On Death and Resurrection
This year, I experienced Lent in a profoundly different way than I have in the past. The experiences of the past year have changed my perspective.
I see Mary’s journey with her son, her profound pain, in a new way. In thinking of Mary’s walk with her son toward Calgary, I think of my aunt and uncle who had to bury their son and my cousins who had to bury their brother this past year. I hold their grief in my heart as I walk the Way of the Cross.
I see the path of transformation that first requires the process of death and grieving. In my own journey, I’ve had to embrace grief on my path to transformation. I left people I loved in Indianapolis to seek transformation through living as a Sister of Providence. Both what I left behind and that which is new are challenges of adjustment. Even still, I have begun to see the transformation – the resurrection – that they are bringing, a transformation that I hope and trust will bring me more fully into myself and help me to serve with a greater fullness of my being.
In the past six months, I’ve started the work of therapy with a psychologist. I embrace bringing forth the pain of working through my issues because I trust that it’s necessary to bring about growth and greater health. The hope that it will heal me doesn’t make the process easier or less painful, but it pushes me through.
As I sit here writing this after having prayed “The Way of the Cross for Justice” with many members of my community, I think of the pain in our world, so much of which is unnecessary. The injustices and violence we see every day are so great. Just yesterday, our own country admitted to mistakenly killing 18 of our allies in Syria and then dropped the largest non-nuclear weapon ever used in combat on Afghanistan. I think of the lives ended by our massive military might and the choice to use it. I think of the lives ended or forever altered here at home by the use of violence to solve problems. I think of the challenges that hold people back from developing their full potential: poverty, hunger, discrimination, lack of funding for the arts, and so on. While there will always be some pain, there is much that could be avoided if we had the collective will to care for each other and to create the social conditions ripe for human flourishing.

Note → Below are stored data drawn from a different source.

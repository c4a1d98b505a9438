//! Integration tests: the sync pipeline against an in-memory change feed,
//! and the REST API against a live server.

use std::collections::BTreeMap;
use std::sync::atomic::{AtomicBool, AtomicUsize, Ordering};
use std::sync::{Arc, Mutex};
use std::time::Duration;

use async_trait::async_trait;
use chrono::{TimeZone, Utc};
use reqwest::Client;
use serde_json::{json, Value};
use tempfile::TempDir;
use tokio_util::sync::CancellationToken;

use crate::config::Config;
use crate::db::{init_database, PreferencesStore, Repository};
use crate::domain::ContentViews;
use crate::errors::AppError;
use crate::models::{
    NetworkChangeList, NetworkNewsResource, NetworkTopic, NewsResourceQuery, SyncCollection,
    NEVER_SYNCED,
};
use crate::network::NetworkDataSource;
use crate::notifications::RecordingNotifier;
use crate::search::{SearchContentsRepository, SearchIndex};
use crate::sync::{
    AlwaysOnline, NewsSyncer, SchedulePolicy, SyncOutcome, SyncScheduler, SyncSession,
    SyncWorker, Syncable, TopicsSyncer,
};
use crate::{create_router, AppState};

// ==================== FAKE CHANGE FEED ====================

#[derive(Default)]
struct FeedState {
    topics: BTreeMap<String, NetworkTopic>,
    news: BTreeMap<String, NetworkNewsResource>,
    topic_changes: Vec<NetworkChangeList>,
    news_changes: Vec<NetworkChangeList>,
}

/// One change-list request: the `after` argument and how many changes came
/// back, or `None` if the request failed.
#[derive(Debug, Clone, PartialEq)]
struct ChangeListRequest {
    after: Option<i64>,
    returned: Option<usize>,
}

impl ChangeListRequest {
    fn new(after: i64, returned: Option<usize>) -> Self {
        Self {
            after: Some(after),
            returned,
        }
    }
}

/// In-memory change feed with call counting and failure injection.
#[derive(Default)]
struct FakeNetworkDataSource {
    state: Mutex<FeedState>,
    fail_topics: AtomicBool,
    fail_news: AtomicBool,
    topic_change_list_calls: AtomicUsize,
    news_change_list_calls: AtomicUsize,
    topic_change_list_requests: Mutex<Vec<ChangeListRequest>>,
    news_change_list_requests: Mutex<Vec<ChangeListRequest>>,
    topic_fetches: AtomicUsize,
    news_fetches: AtomicUsize,
}

impl FakeNetworkDataSource {
    fn put_topic(&self, id: &str, name: &str, version: i64) {
        let mut state = self.state.lock().unwrap();
        state.topics.insert(
            id.to_string(),
            NetworkTopic {
                id: id.to_string(),
                name: name.to_string(),
                short_description: format!("About {}", name),
                long_description: String::new(),
                url: String::new(),
                image_url: String::new(),
                followed: false,
            },
        );
        state.topic_changes.push(change(id, version, false));
    }

    fn delete_topic(&self, id: &str, version: i64) {
        let mut state = self.state.lock().unwrap();
        state.topics.remove(id);
        state.topic_changes.push(change(id, version, true));
    }

    fn put_news(&self, id: &str, title: &str, topics: &[&str], day: u32, version: i64) {
        let mut state = self.state.lock().unwrap();
        state.news.insert(
            id.to_string(),
            NetworkNewsResource {
                id: id.to_string(),
                title: title.to_string(),
                content: format!("{} content", title),
                url: format!("https://example.com/{}", id),
                header_image_url: None,
                publish_date: Utc.with_ymd_and_hms(2022, 1, day, 12, 0, 0).unwrap(),
                resource_type: "Article".to_string(),
                topics: topics.iter().map(|t| t.to_string()).collect(),
            },
        );
        state.news_changes.push(change(id, version, false));
    }

    fn delete_news(&self, id: &str, version: i64) {
        let mut state = self.state.lock().unwrap();
        state.news.remove(id);
        state.news_changes.push(change(id, version, true));
    }

    fn push_news_change(&self, id: &str, version: i64, is_delete: bool) {
        self.state
            .lock()
            .unwrap()
            .news_changes
            .push(change(id, version, is_delete));
    }

    fn push_topic_change(&self, id: &str, version: i64, is_delete: bool) {
        self.state
            .lock()
            .unwrap()
            .topic_changes
            .push(change(id, version, is_delete));
    }

    fn count(counter: &AtomicUsize) -> usize {
        counter.load(Ordering::SeqCst)
    }

    fn requests(log: &Mutex<Vec<ChangeListRequest>>) -> Vec<ChangeListRequest> {
        log.lock().unwrap().clone()
    }
}

fn change(id: &str, version: i64, is_delete: bool) -> NetworkChangeList {
    NetworkChangeList {
        id: id.to_string(),
        change_list_version: version,
        is_delete,
    }
}

fn after_version(changes: &[NetworkChangeList], after: Option<i64>) -> Vec<NetworkChangeList> {
    changes
        .iter()
        .filter(|c| after.map_or(true, |after| c.change_list_version > after))
        .cloned()
        .collect()
}
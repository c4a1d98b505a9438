//! Now in Android sync client
//!
//! Offline-first news client core: a local SQLite store kept in step with a
//! remote change feed, a Tantivy search index over the synced content, and a
//! small REST API for reading it and recording user actions.

pub mod api;
pub mod config;
pub mod db;
pub mod domain;
pub mod errors;
pub mod models;
pub mod network;
pub mod notifications;
pub mod search;
pub mod sync;

use std::sync::Arc;

use axum::{
    routing::{get, post, put},
    Router,
};
use tower_http::cors::{Any, CorsLayer};
use tower_http::trace::TraceLayer;

use config::Config;
use db::{PreferencesStore, Repository};
use domain::ContentViews;
use sync::SyncScheduler;

/// Application state shared across all handlers.
#[derive(Clone)]
pub struct AppState {
    pub repo: Repository,
    pub prefs: PreferencesStore,
    pub views: ContentViews,
    pub scheduler: SyncScheduler,
    pub config: Arc<Config>,
}

/// Create the application router with all routes.
pub fn create_router(state: AppState) -> Router {
    // CORS configuration
    let cors = CorsLayer::new()
        .allow_origin(Any)
        .allow_methods(Any)
        .allow_headers(Any);

    let api_routes = Router::new()
        // Topics
        .route("/topics", get(api::list_topics))
        .route("/topics/{id}", get(api::get_topic))
        .route("/topics/{id}/follow", put(api::follow_topic))
        // News
        .route("/news", get(api::list_news))
        .route("/news/for-you", get(api::for_you))
        .route("/news/{id}/bookmark", put(api::set_bookmarked))
        .route("/news/{id}/viewed", put(api::set_viewed))
        .route("/bookmarks", get(api::list_bookmarks))
        // Search
        .route("/search", get(api::search_contents))
        .route(
            "/recent-searches",
            get(api::list_recent_searches)
                .post(api::record_recent_search)
                .delete(api::clear_recent_searches),
        )
        // User data
        .route("/user-data", get(api::get_user_data))
        .route("/user-data/preferences", put(api::update_preferences))
        // Sync
        .route("/sync", post(api::request_sync))
        .route("/sync/status", get(api::sync_status));

    let health_routes = Router::new().route("/health", get(health_check));

    Router::new()
        .nest("/api", api_routes)
        .merge(health_routes)
        .layer(cors)
        .layer(TraceLayer::new_for_http())
        .with_state(state)
}

/// Health check endpoint.
async fn health_check() -> &'static str {
    "OK"
}

#[cfg(test)]
mod tests;
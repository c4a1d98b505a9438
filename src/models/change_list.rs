//! Change-feed records and the per-collection version ledger.

use serde::{Deserialize, Serialize};

/// Ledger value meaning "this collection has never been synced".
pub const NEVER_SYNCED: i64 = -1;

/// One of the entity collections tracked by the ledger.
#[derive(Debug, Clone, Copy, PartialEq, Eq, Hash)]
pub enum SyncCollection {
    Topics,
    NewsResources,
}

impl SyncCollection {
    pub fn as_str(&self) -> &'static str {
        match self {
            SyncCollection::Topics => "topics",
            SyncCollection::NewsResources => "news_resources",
        }
    }
}

impl std::fmt::Display for SyncCollection {
    fn fmt(&self, f: &mut std::fmt::Formatter<'_>) -> std::fmt::Result {
        f.write_str(self.as_str())
    }
}

/// A remote-reported change to one entity since a given version.
#[derive(Debug, Clone, Serialize, Deserialize, PartialEq, Eq)]
#[serde(rename_all = "camelCase")]
pub struct NetworkChangeList {
    /// Id of the changed entity
    pub id: String,
    /// Unique, increasing within one response; versions may skip
    pub change_list_version: i64,
    /// Deletion or update (updates include creations)
    pub is_delete: bool,
}

/// Last-synced version per collection.
#[derive(Debug, Clone, Copy, Serialize, Deserialize, PartialEq, Eq)]
#[serde(rename_all = "camelCase", default)]
pub struct ChangeListVersions {
    pub topic_version: i64,
    pub news_resource_version: i64,
}

impl Default for ChangeListVersions {
    fn default() -> Self {
        Self {
            topic_version: NEVER_SYNCED,
            news_resource_version: NEVER_SYNCED,
        }
    }
}

impl ChangeListVersions {
    pub fn get(&self, collection: SyncCollection) -> i64 {
        match collection {
            SyncCollection::Topics => self.topic_version,
            SyncCollection::NewsResources => self.news_resource_version,
        }
    }

    /// Copy with `collection` moved to `version`. The ledger never moves
    /// backwards, so a lower version leaves the current one in place.
    pub fn with(self, collection: SyncCollection, version: i64) -> Self {
        let mut next = self;
        let slot = match collection {
            SyncCollection::Topics => &mut next.topic_version,
            SyncCollection::NewsResources => &mut next.news_resource_version,
        };
        *slot = (*slot).max(version);
        next
    }
}
//! News notifications posted after a sync.
//!
//! [`build_news_notifications`] turns newly added news into one grouped batch:
//! a capped list of individual notifications plus a summary.

use std::sync::Mutex;

use serde::Serialize;

use crate::models::NewsResource;

/// Maximum number of individual notifications per batch.
pub const MAX_NUM_NOTIFICATIONS: usize = 5;
pub const NEWS_NOTIFICATION_GROUP: &str = "NEWS_NOTIFICATIONS";
const DEEP_LINK_BASE_PATH: &str = "https://www.nowinandroid.apps.samples.google.com/foryou";

/// Sink for news notifications.
pub trait Notifier: Send + Sync {
    fn post_news_notifications(&self, news_resources: &[NewsResource]);
}

#[derive(Debug, Clone, PartialEq, Eq, Serialize)]
#[serde(rename_all = "camelCase")]
pub struct NewsNotification {
    pub news_resource_id: String,
    pub title: String,
    pub content: String,
    pub deep_link: String,
}

#[derive(Debug, Clone, PartialEq, Eq, Serialize)]
#[serde(rename_all = "camelCase")]
pub struct SummaryNotification {
    pub title: String,
    pub lines: Vec<String>,
}

/// One grouped set of notifications.
#[derive(Debug, Clone, PartialEq, Eq, Serialize)]
#[serde(rename_all = "camelCase")]
pub struct NotificationBatch {
    pub group: &'static str,
    pub notifications: Vec<NewsNotification>,
    pub summary: SummaryNotification,
}

pub fn news_deep_link(news_resource_id: &str) -> String {
    format!("{}/{}", DEEP_LINK_BASE_PATH, news_resource_id)
}

/// Build the grouped batch for `news_resources`, or `None` when empty.
pub fn build_news_notifications(news_resources: &[NewsResource]) -> Option<NotificationBatch> {
    if news_resources.is_empty() {
        return None;
    }

    let truncated = &news_resources[..news_resources.len().min(MAX_NUM_NOTIFICATIONS)];
    let notifications = truncated
        .iter()
        .map(|news| NewsNotification {
            news_resource_id: news.id.clone(),
            title: news.title.clone(),
            content: news.content.clone(),
            deep_link: news_deep_link(&news.id),
        })
        .collect();

    let summary = SummaryNotification {
        title: format!("{} news updates", truncated.len()),
        lines: truncated.iter().map(|news| news.title.clone()).collect(),
    };

    Some(NotificationBatch {
        group: NEWS_NOTIFICATION_GROUP,
        notifications,
        summary,
    })
}

/// Default notifier: writes each batch to the log.
#[derive(Debug, Default)]
pub struct TracingNotifier;

impl Notifier for TracingNotifier {
    fn post_news_notifications(&self, news_resources: &[NewsResource]) {
        let Some(batch) = build_news_notifications(news_resources) else {
            return;
        };

        for notification in &batch.notifications {
            tracing::info!(
                group = batch.group,
                id = %notification.news_resource_id,
                link = %notification.deep_link,
                "News notification: {}",
                notification.title
            );
        }
        tracing::info!(group = batch.group, "{}", batch.summary.title);
    }
}

/// Keeps every posted batch in memory.
#[derive(Debug, Default)]
pub struct RecordingNotifier {
    batches: Mutex<Vec<NotificationBatch>>,
}

impl RecordingNotifier {
    pub fn new() -> Self {
        Self::default()
    }

    pub fn batches(&self) -> Vec<NotificationBatch> {
        self.batches
            .lock()
            .map(|batches| batches.clone())
            .unwrap_or_default()
    }
}

impl Notifier for RecordingNotifier {
    fn post_news_notifications(&self, news_resources: &[NewsResource]) {
        if let Some(batch) = build_news_notifications(news_resources) {
            if let Ok(mut batches) = self.batches.lock() {
                batches.push(batch);
            }
        }
    }
}
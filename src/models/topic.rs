//! Topic model.

use serde::{Deserialize, Serialize};

/// A topic a user can follow.
///
/// Topics are slow-changing: when a news batch references a topic that is not
/// stored yet, a shell with only the id is inserted and never overwrites an
/// existing row.
#[derive(Debug, Clone, Serialize, Deserialize, PartialEq, Eq, Default)]
#[serde(rename_all = "camelCase")]
pub struct Topic {
    pub id: String,
    pub name: String,
    pub short_description: String,
    pub long_description: String,
    pub url: String,
    pub image_url: String,
}

impl Topic {
    /// A placeholder row carrying only the id.
    pub fn shell(id: impl Into<String>) -> Self {
        Self {
            id: id.into(),
            ..Default::default()
        }
    }
}

/// A topic paired with whether the user follows it.
#[derive(Debug, Clone, Serialize, PartialEq, Eq)]
#[serde(rename_all = "camelCase")]
pub struct FollowableTopic {
    pub topic: Topic,
    pub is_followed: bool,
}

/// Sort order for followable topic listings.
#[derive(Debug, Clone, Copy, Default, Deserialize, PartialEq, Eq)]
#[serde(rename_all = "lowercase")]
pub enum TopicSortField {
    #[default]
    None,
    Name,
}
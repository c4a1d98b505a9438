//! User data API endpoints.

use axum::{extract::State, Json};

use super::{error, success, ApiResult};
use crate::models::{UpdatePreferencesRequest, UserData};
use crate::AppState;

/// GET /api/user-data
pub async fn get_user_data(State(state): State<AppState>) -> ApiResult<UserData> {
    let revision_id = state.repo.get_revision_id().await.unwrap_or(0);

    match state.prefs.user_data().await {
        Ok(data) => success(data, revision_id),
        Err(e) => error(e, revision_id),
    }
}

/// PUT /api/user-data/preferences - Update presentation settings.
pub async fn update_preferences(
    State(state): State<AppState>,
    Json(request): Json<UpdatePreferencesRequest>,
) -> ApiResult<UserData> {
    let revision_id = state.repo.get_revision_id().await.unwrap_or(0);

    match state.prefs.apply_preferences(&request).await {
        Ok(data) => success(data, revision_id),
        Err(e) => error(e, revision_id),
    }
}
//! Data models for the news client.
//!
//! Entities mirror the local tables; `network` holds the change-feed wire types.

mod change_list;
mod network;
mod news;
mod search;
mod topic;
mod user_data;

pub use change_list::*;
pub use network::*;
pub use news::*;
pub use search::*;
pub use topic::*;
pub use user_data::*;
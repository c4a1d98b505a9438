use std::sync::Arc;

use async_trait::async_trait;
use serde::Serialize;
use tokio_util::sync::CancellationToken;

use super::{cancellable, SyncSession, Syncable};
use crate::db::PreferencesStore;
use crate::errors::AppError;
use crate::search::SearchContentsRepository;

/// Result of one sync job.
#[derive(Debug, Clone, Copy, PartialEq, Eq, Serialize)]
#[serde(rename_all = "lowercase")]
pub enum SyncOutcome {
    Success,
    /// At least one collection failed; run again later.
    Retry,
}

/// A unit of work the scheduler can run.
#[async_trait]
pub trait SyncJob: Send + Sync {
    /// Run once. Only cancellation is reported as `Err`.
    async fn run(&self, cancel: CancellationToken) -> Result<SyncOutcome, AppError>;
}

/// Syncs every collection concurrently and refreshes the search index when
/// all of them succeed.
pub struct SyncWorker {
    prefs: PreferencesStore,
    topics: Arc<dyn Syncable>,
    news: Arc<dyn Syncable>,
    search: SearchContentsRepository,
}

impl SyncWorker {
    pub fn new(
        prefs: PreferencesStore,
        topics: Arc<dyn Syncable>,
        news: Arc<dyn Syncable>,
        search: SearchContentsRepository,
    ) -> Self {
        Self {
            prefs,
            topics,
            news,
            search,
        }
    }

    pub async fn do_work(&self, cancel: CancellationToken) -> Result<SyncOutcome, AppError> {
        let session = SyncSession::new(self.prefs.clone(), cancel.clone());
        tracing::info!("Sync started");

        let (topics, news) = tokio::join!(
            self.topics.sync_with(&session),
            self.news.sync_with(&session),
        );
        let topics_synced = topics?;
        let news_synced = news?;

        if !(topics_synced && news_synced) {
            tracing::warn!(topics_synced, news_synced, "Sync incomplete, will retry");
            return Ok(SyncOutcome::Retry);
        }

        match cancellable(&cancel, self.search.populate_fts_data()).await {
            Ok(()) => {
                tracing::info!("Sync finished");
                Ok(SyncOutcome::Success)
            }
            Err(err) if err.is_cancelled() => Err(err),
            Err(err) => {
                tracing::warn!(code = err.error_code(), "Search index refresh failed: {}", err);
                Ok(SyncOutcome::Retry)
            }
        }
    }
}

#[async_trait]
impl SyncJob for SyncWorker {
    async fn run(&self, cancel: CancellationToken) -> Result<SyncOutcome, AppError> {
        self.do_work(cancel).await
    }
}
//! Search result models.

use chrono::{DateTime, Utc};
use serde::Serialize;

use super::{FollowableTopic, NewsResource, Topic, UserNewsResource};

/// Raw search hits resolved against the entity tables.
#[derive(Debug, Clone, Default)]
pub struct SearchResult {
    pub topics: Vec<Topic>,
    pub news_resources: Vec<NewsResource>,
}

/// Search hits decorated with the user's state.
#[derive(Debug, Clone, Default, Serialize)]
#[serde(rename_all = "camelCase")]
pub struct UserSearchResult {
    pub topics: Vec<FollowableTopic>,
    pub news_resources: Vec<UserNewsResource>,
}

/// A previously submitted search query.
#[derive(Debug, Clone, Serialize, PartialEq, Eq)]
#[serde(rename_all = "camelCase")]
pub struct RecentSearchQuery {
    pub query: String,
    pub queried_date: DateTime<Utc>,
}
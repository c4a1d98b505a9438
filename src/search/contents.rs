//! Search contents repository: populates the index and resolves hits.

use std::sync::Arc;

use super::SearchIndex;
use crate::db::Repository;
use crate::errors::AppError;
use crate::models::{NewsResourceQuery, SearchResult};

/// Maximum number of hits resolved per entity type.
const SEARCH_RESULT_LIMIT: usize = 100;

#[derive(Clone)]
pub struct SearchContentsRepository {
    repo: Repository,
    index: Arc<SearchIndex>,
}

impl SearchContentsRepository {
    pub fn new(repo: Repository, index: Arc<SearchIndex>) -> Self {
        Self { repo, index }
    }

    /// Rewrite both full-text indexes from the entity tables.
    pub async fn populate_fts_data(&self) -> Result<(), AppError> {
        let topics = self.repo.list_topics().await?;
        let news = self
            .repo
            .get_news_resources(&NewsResourceQuery::all())
            .await?;
        self.index.rebuild(&topics, &news).await
    }

    /// Topics and news matching `query`, read back from the entity tables.
    pub async fn search_contents(&self, query: &str) -> Result<SearchResult, AppError> {
        let topic_ids: Vec<String> = self
            .index
            .search_topics(query, SEARCH_RESULT_LIMIT)?
            .into_iter()
            .map(|hit| hit.id)
            .collect();
        let news_ids: Vec<String> = self
            .index
            .search_news(query, SEARCH_RESULT_LIMIT)?
            .into_iter()
            .map(|hit| hit.id)
            .collect();

        let topics = if topic_ids.is_empty() {
            Vec::new()
        } else {
            self.repo.get_topics_by_ids(&topic_ids).await?
        };
        let news_resources = if news_ids.is_empty() {
            Vec::new()
        } else {
            self.repo
                .get_news_resources(&NewsResourceQuery::all().with_news_ids(news_ids))
                .await?
        };

        Ok(SearchResult {
            topics,
            news_resources,
        })
    }

    /// Number of indexed documents across both entity types.
    pub fn search_contents_count(&self) -> u64 {
        self.index.count()
    }
}
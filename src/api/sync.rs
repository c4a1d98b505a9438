//! Sync control endpoints.

use axum::extract::State;
use serde::Serialize;

use super::{success, ApiResult};
use crate::sync::{EnqueueResult, SyncStatus};
use crate::AppState;

#[derive(Debug, Serialize)]
#[serde(rename_all = "camelCase")]
pub struct SyncRequestResponse {
    pub result: EnqueueResult,
    pub status: SyncStatus,
}

/// GET /api/sync/status
pub async fn sync_status(State(state): State<AppState>) -> ApiResult<SyncStatus> {
    let revision_id = state.repo.get_revision_id().await.unwrap_or(0);
    success(state.scheduler.status(), revision_id)
}

/// POST /api/sync - Request the unique sync job.
pub async fn request_sync(State(state): State<AppState>) -> ApiResult<SyncRequestResponse> {
    let revision_id = state.repo.get_revision_id().await.unwrap_or(0);
    let result = state.scheduler.request_sync();
    success(
        SyncRequestResponse {
            result,
            status: state.scheduler.status(),
        },
        revision_id,
    )
}
//! News API endpoints.

use axum::{
    extract::{Path, Query, State},
    Json,
};
use serde::Deserialize;

use super::{error, split_ids, success, ApiResult};
use crate::models::{NewsResourceQuery, UserData, UserNewsResource};
use crate::AppState;

/// Filters for GET /api/news. Each is a comma-separated id list.
#[derive(Debug, Default, Deserialize)]
#[serde(rename_all = "camelCase")]
pub struct NewsListQuery {
    pub topic_ids: Option<String>,
    pub news_ids: Option<String>,
}

impl NewsListQuery {
    fn to_query(&self) -> NewsResourceQuery {
        let mut query = NewsResourceQuery::all();
        if let Some(ids) = &self.topic_ids {
            query = query.with_topic_ids(split_ids(ids));
        }
        if let Some(ids) = &self.news_ids {
            query = query.with_news_ids(split_ids(ids));
        }
        query
    }
}

#[derive(Debug, Deserialize)]
pub struct BookmarkRequest {
    pub bookmarked: bool,
}

#[derive(Debug, Deserialize)]
pub struct ViewedRequest {
    pub viewed: bool,
}

/// GET /api/news - News resources, newest first.
pub async fn list_news(
    State(state): State<AppState>,
    Query(params): Query<NewsListQuery>,
) -> ApiResult<Vec<UserNewsResource>> {
    let revision_id = state.repo.get_revision_id().await.unwrap_or(0);

    match state.views.observe_all(&params.to_query()).await {
        Ok(news) => success(news, revision_id),
        Err(e) => error(e, revision_id),
    }
}

/// GET /api/news/for-you - News under followed topics.
pub async fn for_you(State(state): State<AppState>) -> ApiResult<Vec<UserNewsResource>> {
    let revision_id = state.repo.get_revision_id().await.unwrap_or(0);

    match state.views.observe_all_for_followed_topics().await {
        Ok(news) => success(news, revision_id),
        Err(e) => error(e, revision_id),
    }
}

/// GET /api/bookmarks - Bookmarked news.
pub async fn list_bookmarks(State(state): State<AppState>) -> ApiResult<Vec<UserNewsResource>> {
    let revision_id = state.repo.get_revision_id().await.unwrap_or(0);

    match state.views.observe_all_bookmarked().await {
        Ok(news) => success(news, revision_id),
        Err(e) => error(e, revision_id),
    }
}

/// PUT /api/news/:id/bookmark
pub async fn set_bookmarked(
    State(state): State<AppState>,
    Path(id): Path<String>,
    Json(request): Json<BookmarkRequest>,
) -> ApiResult<UserData> {
    let revision_id = state.repo.get_revision_id().await.unwrap_or(0);

    if let Err(e) = state
        .prefs
        .set_news_resource_bookmarked(&id, request.bookmarked)
        .await
    {
        return error(e, revision_id);
    }
    match state.prefs.user_data().await {
        Ok(data) => success(data, revision_id),
        Err(e) => error(e, revision_id),
    }
}

/// PUT /api/news/:id/viewed
pub async fn set_viewed(
    State(state): State<AppState>,
    Path(id): Path<String>,
    Json(request): Json<ViewedRequest>,
) -> ApiResult<UserData> {
    let revision_id = state.repo.get_revision_id().await.unwrap_or(0);

    if let Err(e) = state
        .prefs
        .set_news_resources_viewed([&id], request.viewed)
        .await
    {
        return error(e, revision_id);
    }
    match state.prefs.user_data().await {
        Ok(data) => success(data, revision_id),
        Err(e) => error(e, revision_id),
    }
}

And even in this pain, that which can be avoided, that which is unavoidable, and all of which cries out for healing, Jesus walks with us. The way to healing is through the pain and grief. Jesus walked through the pain of human suffering, the suffering of interpersonal and structural violence, the suffering of human nature. By this we are redeemed. By our own ability to walk through our own pain, too, we find redemption.
And so this Easter Triduum, I hold in compassion all those who suffer. I hold in compassion my aunt, uncle, and cousins, whose family is profoundly different this year, whose pain I can only hope that my prayers lighten a little. I hold myself in compassion, knowing that I am growing, not expecting perfection, recognizing the hard work of growth and healing. I hold in compassion those who have been waiting in limbo after being forced to flee their homelands due to violence. I hold in compassion those caught up in hatred because their seeking of wholeness and fullness of life might come into conflict with the beliefs of others. I hold in compassion those who fear that which is different. I do my best to hold in compassion victims and perpetrators, seeking through that compassion to find a way to bridge that which divides us and to heal the world.